Accelerating broadband infrastructure deployment, finding innovative ways to incentivize governments and industry, improving digital skills and affordability, and mitigating digital inequality are just some of the areas explored this week.
We were fortunate to have our first Ministerial Roundtable opened by the Minister of Information and Communications, Nguyen Manh Hung, and to have Prime Minister Pham Minh Chính share his views on affordability and the future of digital transformation.
Viet Nam has proven the right choice as host for ITU Digital World 2021. I thanked Prime Minister Chính for his support and the Vietnamese government for making this possible despite challenges posed by COVID-19.
Lowering costs for affordable access
For the half of the world that is connected, the digital future is already in motion.
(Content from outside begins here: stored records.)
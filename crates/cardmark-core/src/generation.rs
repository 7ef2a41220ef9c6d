//! # Generation collaborator
//!
//! Drafts market-report markdown through a hosted text model. The model is
//! told which cards exist through a system instruction built from the
//! [`Registry`], so whatever it writes can be rendered by the same pipeline.
//!
//! This sits outside the render path: a render never waits on it, and every
//! failure is returned as a distinct [`GenerationError`] so a host can show a
//! targeted message (for example "set `API_KEY`").
//!
//! ## Configuration
//!
//! | Variable | Default | Description |
//! |----------|---------|-------------|
//! | `API_KEY` | none | Model credential, required at call time |
//! | `CARDMARK_MODEL` | `gemini-3-flash-preview` | Model name |
//! | `CARDMARK_ENDPOINT` | Google Generative Language v1beta | API base URL |

use std::fmt::{Debug, Formatter};
use std::future::Future;
use std::pin::Pin;
use std::sync::Arc;

use serde::Deserialize;
use thiserror::Error;

use crate::http_client::{HttpClient, HttpRequest, ReqwestHttpClient};
use crate::registry::Registry;

pub const API_KEY_ENV: &str = "API_KEY";
pub const MODEL_ENV: &str = "CARDMARK_MODEL";
pub const ENDPOINT_ENV: &str = "CARDMARK_ENDPOINT";

pub const DEFAULT_MODEL: &str = "gemini-3-flash-preview";
pub const DEFAULT_ENDPOINT: &str = "https://generativelanguage.googleapis.com/v1beta";
pub const DEFAULT_TIMEOUT_MS: u64 = 30_000;

/// Failures of the generation collaborator.
#[derive(Debug, Clone, Error, PartialEq, Eq)]
pub enum GenerationError {
    #[error("prompt cannot be empty")]
    EmptyPrompt,

    #[error("model credential not found; set the {variable} environment variable")]
    MissingCredential { variable: &'static str },

    #[error("generation transport error: {message}")]
    Transport { message: String, retryable: bool },

    #[error("generation service returned status {status}: {message}")]
    Status { status: u16, message: String },

    #[error("malformed generation response: {0}")]
    MalformedResponse(String),
}

impl GenerationError {
    pub const fn code(&self) -> &'static str {
        match self {
            Self::EmptyPrompt => "generation.empty_prompt",
            Self::MissingCredential { .. } => "generation.missing_credential",
            Self::Transport { .. } => "generation.transport",
            Self::Status { .. } => "generation.status",
            Self::MalformedResponse(_) => "generation.malformed_response",
        }
    }

    pub const fn retryable(&self) -> bool {
        match self {
            Self::Transport { retryable, .. } => *retryable,
            Self::Status { status, .. } => *status == 429 || *status >= 500,
            _ => false,
        }
    }
}

/// Settings for [`GeminiGenerator`].
#[derive(Clone, PartialEq, Eq)]
pub struct GenerationConfig {
    api_key: Option<String>,
    pub model: String,
    pub endpoint: String,
    pub timeout_ms: u64,
}

impl GenerationConfig {
    /// Reads the process environment.
    pub fn from_env() -> Self {
        Self::from_lookup(|name| std::env::var(name).ok())
    }

    /// Reads settings through `lookup`; blank values count as unset.
    pub fn from_lookup(lookup: impl Fn(&str) -> Option<String>) -> Self {
        let read = |name: &str| lookup(name).filter(|value| !value.trim().is_empty());
        Self {
            api_key: read(API_KEY_ENV),
            model: read(MODEL_ENV).unwrap_or_else(|| DEFAULT_MODEL.to_owned()),
            endpoint: read(ENDPOINT_ENV).unwrap_or_else(|| DEFAULT_ENDPOINT.to_owned()),
            timeout_ms: DEFAULT_TIMEOUT_MS,
        }
    }

    pub fn with_api_key(mut self, api_key: impl Into<String>) -> Self {
        self.api_key = Some(api_key.into());
        self
    }

    pub fn with_timeout_ms(mut self, timeout_ms: u64) -> Self {
        self.timeout_ms = timeout_ms;
        self
    }

    pub fn has_credential(&self) -> bool {
        self.api_key.is_some()
    }

    fn generate_url(&self) -> String {
        format!(
            "{}/models/{}:generateContent",
            self.endpoint.trim_end_matches('/'),
            self.model
        )
    }
}

impl Default for GenerationConfig {
    fn default() -> Self {
        Self::from_lookup(|_| None)
    }
}

impl Debug for GenerationConfig {
    fn fmt(&self, f: &mut Formatter<'_>) -> std::fmt::Result {
        f.debug_struct("GenerationConfig")
            .field("api_key", &self.api_key.as_ref().map(|_| "<redacted>"))
            .field("model", &self.model)
            .field("endpoint", &self.endpoint)
            .field("timeout_ms", &self.timeout_ms)
            .finish()
    }
}

/// System instruction listing every card the model may emit.
pub fn system_instruction(registry: &Registry) -> String {
    let cards = registry
        .iter()
        .map(|descriptor| {
            format!(
                "- \"{}\" to {} (e.g., \"{}\").",
                descriptor.usage,
                descriptor.description.to_lowercase(),
                descriptor.template
            )
        })
        .collect::<Vec<_>>()
        .join("\n");

    format!(
        "You are a helpful assistant for a Markdown editor.\n\
         You specialize in generating market reports.\n\
         You can use custom markdown tags, each on its own line:\n\
         {cards}\n\
         Always format the output in clean Markdown."
    )
}

/// Text generation seam.
pub trait TextGenerator: Send + Sync {
    fn generate<'a>(
        &'a self,
        prompt: &'a str,
    ) -> Pin<Box<dyn Future<Output = Result<String, GenerationError>> + Send + 'a>>;
}

/// Client for the Gemini `generateContent` endpoint.
#[derive(Clone)]
pub struct GeminiGenerator {
    config: GenerationConfig,
    instruction: String,
    http_client: Arc<dyn HttpClient>,
}

impl GeminiGenerator {
    pub fn new(config: GenerationConfig, registry: &Registry) -> Self {
        Self::with_http_client(config, registry, Arc::new(ReqwestHttpClient::new()))
    }

    pub fn with_http_client(
        config: GenerationConfig,
        registry: &Registry,
        http_client: Arc<dyn HttpClient>,
    ) -> Self {
        Self {
            config,
            instruction: system_instruction(registry),
            http_client,
        }
    }

    pub fn instruction(&self) -> &str {
        &self.instruction
    }

    async fn call(&self, prompt: &str) -> Result<String, GenerationError> {
        if prompt.trim().is_empty() {
            return Err(GenerationError::EmptyPrompt);
        }
        let api_key = self
            .config
            .api_key
            .as_deref()
            .ok_or(GenerationError::MissingCredential {
                variable: API_KEY_ENV,
            })?;

        let request = HttpRequest::post(self.config.generate_url())
            .with_header("x-goog-api-key", api_key)
            .with_json_body(request_body(&self.instruction, prompt))
            .with_timeout_ms(self.config.timeout_ms);

        tracing::debug!(
            model = %self.config.model,
            prompt_chars = prompt.chars().count(),
            "requesting generated content"
        );

        let response = self
            .http_client
            .execute(request)
            .await
            .map_err(|error| GenerationError::Transport {
                message: error.message().to_owned(),
                retryable: error.retryable(),
            })?;

        if !response.is_success() {
            tracing::warn!(status = response.status, "generation service rejected request");
            return Err(GenerationError::Status {
                status: response.status,
                message: upstream_message(&response.body),
            });
        }

        let parsed: GenerateResponse = serde_json::from_str(&response.body)
            .map_err(|error| GenerationError::MalformedResponse(error.to_string()))?;
        Ok(parsed.text())
    }
}

impl Debug for GeminiGenerator {
    fn fmt(&self, f: &mut Formatter<'_>) -> std::fmt::Result {
        f.debug_struct("GeminiGenerator")
            .field("config", &self.config)
            .finish_non_exhaustive()
    }
}

impl TextGenerator for GeminiGenerator {
    fn generate<'a>(
        &'a self,
        prompt: &'a str,
    ) -> Pin<Box<dyn Future<Output = Result<String, GenerationError>> + Send + 'a>> {
        Box::pin(self.call(prompt))
    }
}

fn request_body(instruction: &str, prompt: &str) -> String {
    serde_json::json!({
        "systemInstruction": { "parts": [{ "text": instruction }] },
        "contents": [{ "parts": [{ "text": prompt }] }],
    })
    .to_string()
}

#[derive(Debug, Default, Deserialize)]
struct Content {
    #[serde(default)]
    parts: Vec<Part>,
}

#[derive(Debug, Deserialize)]
struct Part {
    #[serde(default)]
    text: Option<String>,
}

#[derive(Debug, Deserialize)]
struct GenerateResponse {
    #[serde(default)]
    candidates: Vec<Candidate>,
}

#[derive(Debug, Deserialize)]
struct Candidate {
    #[serde(default)]
    content: Content,
}

impl GenerateResponse {
    /// Text of the first candidate; empty when the model returned none.
    fn text(self) -> String {
        self.candidates
            .into_iter()
            .next()
            .map(|candidate| {
                candidate
                    .content
                    .parts
                    .into_iter()
                    .filter_map(|part| part.text)
                    .collect::<String>()
            })
            .unwrap_or_default()
    }
}

#[derive(Debug, Deserialize)]
struct ErrorBody {
    error: ErrorDetail,
}

#[derive(Debug, Deserialize)]
struct ErrorDetail {
    message: String,
}

fn upstream_message(body: &str) -> String {
    serde_json::from_str::<ErrorBody>(body)
        .map(|parsed| parsed.error.message)
        .unwrap_or_else(|_| body.chars().take(200).collect())
}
The critical role played by ICTs during the pandemic is proof of what is possible.
But the true measure of success will be when everyone has access to affordable ICTs and when the other half of the world is connected.
Getting the infrastructure in place – with the right policies to support it – is one of the main challenges.
We need to attract investors to places that are not always seen as profitable, as well as make the best use of limited investment resources.
In short, we need a new mindset and a new strategy.
Lack of infrastructure is not the only major impediment to connectivity. High costs, irrelevant content, and digital illiteracy also slow progress.
The ICT industry is often called on to roll out and maintain networks and services to underserved communities, as well as invest in new networks to support transformative technologies such as 5G. But how can the industry cut costs for consumers while making such heavy investments?
Affordable access is everybody’s responsibility.
The ICT industry needs financial support and innovative approaches from government to incentivize investment and partnerships across the digital ecosystem. This means adopting new, flexible regulatory and policy frameworks that embrace collaborative participation.
The solution lies in the creation an investment-friendly environment, especially to connect rural and remote areas.
Digitizing daily life
Governments also have a major role to play in harnessing and driving demand for digital services. Local, relevant digital content must be widely available to bring more people online.
The more people use and benefit from ICTs, the greater the power of positive transformation.
Governments – together with the industry and other stakeholders – need to ensure that access and opportunity are equitably distributed. People of all ages, gender, backgrounds, capabilities, and income and literacy levels need to be able to engage with and be kept informed by their governments online. If not, we risk increasing digital inequalities between and within countries.
Building the digital world, together
ITU Digital World 2021 lasts until December. I invite public and private sector leaders to continue sharing their experiences and expectations.
This spirit of multilateral cooperation lies at the center of all ITU’s events, activities and processes.
To say we are living in times of digital transformation is an understatement. ICTs have become vital to every aspect of our lives.
Together, we must strive to connect the unconnected by 2030.
Together, let us continue innovating to create a better digital world for all.
Based on Mr Zhao’s remarks at the ITU Digital World opening ceremony on 12 October and Ministerial Roundtables on 12 and 14 October.